YOUR OBJECTIVE » Retype the records in full, keeping each character as it is.

RECORD SET »

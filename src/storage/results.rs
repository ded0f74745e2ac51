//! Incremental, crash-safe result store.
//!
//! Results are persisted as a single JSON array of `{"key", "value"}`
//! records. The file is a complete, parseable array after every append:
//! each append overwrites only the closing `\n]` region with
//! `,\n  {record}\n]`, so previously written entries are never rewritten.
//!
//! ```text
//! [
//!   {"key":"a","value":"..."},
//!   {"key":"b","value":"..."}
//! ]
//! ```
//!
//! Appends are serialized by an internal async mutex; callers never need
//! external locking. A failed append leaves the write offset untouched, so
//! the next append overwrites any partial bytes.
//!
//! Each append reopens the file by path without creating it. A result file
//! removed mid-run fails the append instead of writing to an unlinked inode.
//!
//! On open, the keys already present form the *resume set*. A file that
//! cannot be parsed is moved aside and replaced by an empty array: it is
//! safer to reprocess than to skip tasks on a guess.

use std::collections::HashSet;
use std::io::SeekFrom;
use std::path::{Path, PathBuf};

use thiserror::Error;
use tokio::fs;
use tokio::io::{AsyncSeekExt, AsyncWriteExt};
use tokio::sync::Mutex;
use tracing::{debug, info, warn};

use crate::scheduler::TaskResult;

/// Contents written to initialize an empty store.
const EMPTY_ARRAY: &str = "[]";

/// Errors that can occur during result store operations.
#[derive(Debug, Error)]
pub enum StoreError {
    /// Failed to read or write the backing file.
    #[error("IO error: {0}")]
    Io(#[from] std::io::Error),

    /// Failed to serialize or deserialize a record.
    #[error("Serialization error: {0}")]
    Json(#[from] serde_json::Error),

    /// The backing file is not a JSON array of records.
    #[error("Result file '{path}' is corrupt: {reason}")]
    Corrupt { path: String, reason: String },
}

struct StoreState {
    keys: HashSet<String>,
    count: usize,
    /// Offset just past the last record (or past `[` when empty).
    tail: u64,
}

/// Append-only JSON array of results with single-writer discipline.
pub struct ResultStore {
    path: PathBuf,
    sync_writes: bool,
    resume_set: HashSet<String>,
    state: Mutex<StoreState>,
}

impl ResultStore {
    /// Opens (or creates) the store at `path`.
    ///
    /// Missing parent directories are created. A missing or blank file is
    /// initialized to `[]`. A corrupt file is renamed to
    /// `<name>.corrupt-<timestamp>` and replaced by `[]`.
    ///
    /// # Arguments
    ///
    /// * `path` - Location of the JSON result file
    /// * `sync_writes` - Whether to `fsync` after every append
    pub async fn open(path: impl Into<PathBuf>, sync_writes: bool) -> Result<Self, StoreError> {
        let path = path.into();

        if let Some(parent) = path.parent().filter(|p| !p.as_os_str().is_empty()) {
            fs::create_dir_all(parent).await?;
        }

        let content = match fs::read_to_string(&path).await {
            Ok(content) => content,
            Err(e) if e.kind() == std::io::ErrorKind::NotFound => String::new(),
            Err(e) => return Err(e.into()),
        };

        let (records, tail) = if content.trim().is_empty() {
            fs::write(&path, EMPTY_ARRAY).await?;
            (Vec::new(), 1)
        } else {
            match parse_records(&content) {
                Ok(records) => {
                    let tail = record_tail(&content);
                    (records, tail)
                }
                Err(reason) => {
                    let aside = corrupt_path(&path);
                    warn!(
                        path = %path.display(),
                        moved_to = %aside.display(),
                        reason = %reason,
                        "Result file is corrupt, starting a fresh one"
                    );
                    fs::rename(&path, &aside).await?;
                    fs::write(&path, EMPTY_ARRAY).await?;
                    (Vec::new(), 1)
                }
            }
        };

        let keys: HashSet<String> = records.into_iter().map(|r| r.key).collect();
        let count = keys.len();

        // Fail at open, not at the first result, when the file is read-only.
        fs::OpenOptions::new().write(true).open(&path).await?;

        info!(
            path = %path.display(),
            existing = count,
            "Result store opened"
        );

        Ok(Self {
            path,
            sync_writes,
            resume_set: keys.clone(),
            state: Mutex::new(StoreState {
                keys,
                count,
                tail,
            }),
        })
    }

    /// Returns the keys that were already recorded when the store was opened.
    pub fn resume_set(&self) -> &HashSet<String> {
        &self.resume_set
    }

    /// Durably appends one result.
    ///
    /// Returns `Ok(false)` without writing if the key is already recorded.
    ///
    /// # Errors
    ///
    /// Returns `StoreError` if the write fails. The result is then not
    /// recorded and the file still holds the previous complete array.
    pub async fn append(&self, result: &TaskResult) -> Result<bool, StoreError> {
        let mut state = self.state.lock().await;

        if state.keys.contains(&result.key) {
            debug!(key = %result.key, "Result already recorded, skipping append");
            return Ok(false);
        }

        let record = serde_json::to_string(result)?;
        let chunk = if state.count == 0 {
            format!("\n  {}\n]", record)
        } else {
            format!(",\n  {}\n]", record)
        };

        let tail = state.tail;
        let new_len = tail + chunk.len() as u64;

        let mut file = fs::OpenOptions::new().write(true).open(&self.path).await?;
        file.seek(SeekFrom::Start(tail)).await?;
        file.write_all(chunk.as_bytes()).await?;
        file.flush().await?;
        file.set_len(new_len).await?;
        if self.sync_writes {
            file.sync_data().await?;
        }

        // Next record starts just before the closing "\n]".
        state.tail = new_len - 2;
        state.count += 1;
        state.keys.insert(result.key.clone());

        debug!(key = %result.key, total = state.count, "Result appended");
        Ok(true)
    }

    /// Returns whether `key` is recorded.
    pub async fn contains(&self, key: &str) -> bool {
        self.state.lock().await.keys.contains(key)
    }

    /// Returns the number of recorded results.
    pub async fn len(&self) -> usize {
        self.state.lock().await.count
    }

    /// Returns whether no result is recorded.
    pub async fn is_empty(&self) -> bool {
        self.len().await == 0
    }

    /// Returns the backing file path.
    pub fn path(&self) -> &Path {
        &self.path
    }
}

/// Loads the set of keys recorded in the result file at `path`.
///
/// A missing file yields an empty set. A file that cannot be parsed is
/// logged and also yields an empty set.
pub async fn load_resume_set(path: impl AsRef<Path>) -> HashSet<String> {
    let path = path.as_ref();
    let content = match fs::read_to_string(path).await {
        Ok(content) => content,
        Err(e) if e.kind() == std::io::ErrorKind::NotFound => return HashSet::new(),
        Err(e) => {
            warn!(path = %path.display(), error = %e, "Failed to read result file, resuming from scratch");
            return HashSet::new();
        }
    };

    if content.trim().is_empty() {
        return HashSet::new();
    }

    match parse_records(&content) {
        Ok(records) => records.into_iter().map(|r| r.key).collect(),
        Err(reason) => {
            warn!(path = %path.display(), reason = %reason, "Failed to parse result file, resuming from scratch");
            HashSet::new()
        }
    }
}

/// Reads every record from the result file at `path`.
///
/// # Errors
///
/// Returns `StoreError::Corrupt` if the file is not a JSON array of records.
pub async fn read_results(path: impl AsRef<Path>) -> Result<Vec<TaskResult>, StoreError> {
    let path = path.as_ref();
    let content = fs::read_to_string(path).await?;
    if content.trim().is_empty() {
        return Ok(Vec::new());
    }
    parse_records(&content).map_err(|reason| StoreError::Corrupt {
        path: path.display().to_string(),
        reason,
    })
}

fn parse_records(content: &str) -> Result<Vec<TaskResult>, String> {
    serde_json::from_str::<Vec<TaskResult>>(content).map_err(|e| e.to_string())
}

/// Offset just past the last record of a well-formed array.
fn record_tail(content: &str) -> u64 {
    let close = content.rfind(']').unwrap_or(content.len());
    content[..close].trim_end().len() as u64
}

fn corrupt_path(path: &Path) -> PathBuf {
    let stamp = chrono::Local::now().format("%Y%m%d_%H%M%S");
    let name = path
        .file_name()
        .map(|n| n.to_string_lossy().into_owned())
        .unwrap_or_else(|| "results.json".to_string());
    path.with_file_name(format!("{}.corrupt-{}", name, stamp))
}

RESPONSE BOX »
filename src/storage/results.rs
repository ded0f74745e2ac51
//! Incremental, crash-safe result store.
//!
//! Results are persisted as a single JSON array of `{"key", "value"}`
//! records. The file is a complete, parseable array after every append:
//! each append overwrites only the closing `\n]` region with
//! `,\n  {record}\n]`, so previously written entries are never rewritten.
//!
//! ```text
//! [
//!   {"key":"a","value":"..."},
//!   {"key":"b","value":"..."}
//! ]
//! ```
//!
//! Appends are serialized by an internal async mutex; callers never need
//! external locking. A failed append leaves the write offset untouched, so
//! the next append overwrites any partial bytes.
//!
//! Each append reopens the file by path without creating it. A result file
//! removed mid-run fails the append instead of writing to an unlinked inode.
//!
//! On open, the keys already present form the *resume set*. A file that
//! cannot be parsed is moved aside and replaced by an empty array: it is
//! safer to reprocess than to skip tasks on a guess.

use std::collections::HashSet;
use std::io::SeekFrom;
use std::path::{Path, PathBuf};

use thiserror::Error;
use tokio::fs;
use tokio::io::{AsyncSeekExt, AsyncWriteExt};
use tokio::sync::Mutex;
use tracing::{debug, info, warn};

use crate::scheduler::TaskResult;

/// Contents written to initialize an empty store.
const EMPTY_ARRAY: &str = "[]";

/// Errors that can occur during result store operations.
#[derive(Debug, Error)]
pub enum StoreError {
    /// Failed to read or write the backing file.
    #[error("IO error: {0}")]
    Io(#[from] std::io::Error),

    /// Failed to serialize or deserialize a record.
    #[error("Serialization error: {0}")]
    Json(#[from] serde_json::Error),

    /// The backing file is not a JSON array of records.
    #[error("Result file '{path}' is corrupt: {reason}")]
    Corrupt { path: String, reason: String },
}

struct StoreState {
    keys: HashSet<String>,
    count: usize,
    /// Offset just past the last record (or past `[` when empty).
    tail: u64,
}

/// Append-only JSON array of results with single-writer discipline.
pub struct ResultStore {
    path: PathBuf,
    sync_writes: bool,
    resume_set: HashSet<String>,
    state: Mutex<StoreState>,
}

impl ResultStore {
    /// Opens (or creates) the store at `path`.
    ///
    /// Missing parent directories are created. A missing or blank file is
    /// initialized to `[]`. A corrupt file is renamed to
    /// `<name>.corrupt-<timestamp>` and replaced by `[]`.
    ///
    /// # Arguments
    ///
    /// * `path` - Location of the JSON result file
    /// * `sync_writes` - Whether to `fsync` after every append
    pub async fn open(path: impl Into<PathBuf>, sync_writes: bool) -> Result<Self, StoreError> {
        let path = path.into();

        if let Some(parent) = path.parent().filter(|p| !p.as_os_str().is_empty()) {
            fs::create_dir_all(parent).await?;
        }

        let content = match fs::read_to_string(&path).await {
            Ok(content) => content,
            Err(e) if e.kind() == std::io::ErrorKind::NotFound => String::new(),
            Err(e) => return Err(e.into()),
        };

        let (records, tail) = if content.trim().is_empty() {
            fs::write(&path, EMPTY_ARRAY).await?;
            (Vec::new(), 1)
        } else {
            match parse_records(&content) {
                Ok(records) => {
                    let tail = record_tail(&content);
                    (records, tail)
                }
                Err(reason) => {
                    let aside = corrupt_path(&path);
                    warn!(
                        path = %path.display(),
                        moved_to = %aside.display(),
                        reason = %reason,
                        "Result file is corrupt, starting a fresh one"
                    );
                    fs::rename(&path, &aside).await?;
                    fs::write(&path, EMPTY_ARRAY).await?;
                    (Vec::new(), 1)
                }
            }
        };

        let keys: HashSet<String> = records.into_iter().map(|r| r.key).collect();
        let count = keys.len();

        // Fail at open, not at the first result, when the file is read-only.
        fs::OpenOptions::new().write(true).open(&path).await?;

        info!(
            path = %path.display(),
            existing = count,
            "Result store opened"
        );

        Ok(Self {
            path,
            sync_writes,
            resume_set: keys.clone(),
            state: Mutex::new(StoreState {
                keys,
                count,
                tail,
            }),
        })
    }

    /// Returns the keys that were already recorded when the store was opened.
    pub fn resume_set(&self) -> &HashSet<String> {
        &self.resume_set
    }

    /// Durably appends one result.
    ///
    /// Returns `Ok(false)` without writing if the key is already recorded.
    ///
    /// # Errors
    ///
    /// Returns `StoreError` if the write fails. The result is then not
    /// recorded and the file still holds the previous complete array.
    pub async fn append(&self, result: &TaskResult) -> Result<bool, StoreError> {
        let mut state = self.state.lock().await;

        if state.keys.contains(&result.key) {
            debug!(key = %result.key, "Result already recorded, skipping append");
            return Ok(false);
        }

        let record = serde_json::to_string(result)?;
        let chunk = if state.count == 0 {
            format!("\n  {}\n]", record)
        } else {
            format!(",\n  {}\n]", record)
        };

        let tail = state.tail;
        let new_len = tail + chunk.len() as u64;

        let mut file = fs::OpenOptions::new().write(true).open(&self.path).await?;
        file.seek(SeekFrom::Start(tail)).await?;
        file.write_all(chunk.as_bytes()).await?;
        file.flush().await?;
        file.set_len(new_len).await?;
        if self.sync_writes {
            file.sync_data().await?;
        }

        // Next record starts just before the closing "\n]".
        state.tail = new_len - 2;
        state.count += 1;
        state.keys.insert(result.key.clone());

        debug!(key = %result.key, total = state.count, "Result appended");
        Ok(true)
    }

    /// Returns whether `key` is recorded.
    pub async fn contains(&self, key: &str) -> bool {
        self.state.lock().await.keys.contains(key)
    }

    /// Returns the number of recorded results.
    pub async fn len(&self) -> usize {
        self.state.lock().await.count
    }

    /// Returns whether no result is recorded.
    pub async fn is_empty(&self) -> bool {
        self.len().await == 0
    }

    /// Returns the backing file path.
    pub fn path(&self) -> &Path {
        &self.path
    }
}

/// Loads the set of keys recorded in the result file at `path`.
///
/// A missing file yields an empty set. A file that cannot be parsed is
/// logged and also yields an empty set.
pub async fn load_resume_set(path: impl AsRef<Path>) -> HashSet<String> {
    let path = path.as_ref();
    let content = match fs::read_to_string(path).await {
        Ok(content) => content,
        Err(e) if e.kind() == std::io::ErrorKind::NotFound => return HashSet::new(),
        Err(e) => {
            warn!(path = %path.display(), error = %e, "Failed to read result file, resuming from scratch");
            return HashSet::new();
        }
    };

    if content.trim().is_empty() {
        return HashSet::new();
    }

    match parse_records(&content) {
        Ok(records) => records.into_iter().map(|r| r.key).collect(),
        Err(reason) => {
            warn!(path = %path.display(), reason = %reason, "Failed to parse result file, resuming from scratch");
            HashSet::new()
        }
    }
}

/// Reads every record from the result file at `path`.
///
/// # Errors
///
/// Returns `StoreError::Corrupt` if the file is not a JSON array of records.
pub async fn read_results(path: impl AsRef<Path>) -> Result<Vec<TaskResult>, StoreError> {
    let path = path.as_ref();
    let content = fs::read_to_string(path).await?;
    if content.trim().is_empty() {
        return Ok(Vec::new());
    }
    parse_records(&content).map_err(|reason| StoreError::Corrupt {
        path: path.display().to_string(),
        reason,
    })
}

fn parse_records(content: &str) -> Result<Vec<TaskResult>, String> {
    serde_json::from_str::<Vec<TaskResult>>(content).map_err(|e| e.to_string())
}

/// Offset just past the last record of a well-formed array.
fn record_tail(content: &str) -> u64 {
    let close = content.rfind(']').unwrap_or(content.len());
    content[..close].trim_end().len() as u64
}

fn corrupt_path(path: &Path) -> PathBuf {
    let stamp = chrono::Local::now().format("%Y%m%d_%H%M%S");
    let name = path
        .file_name()
        .map(|n| n.to_string_lossy().into_owned())
        .unwrap_or_else(|| "results.json".to_string());
    path.with_file_name(format!("{}.corrupt-{}", name, stamp))
}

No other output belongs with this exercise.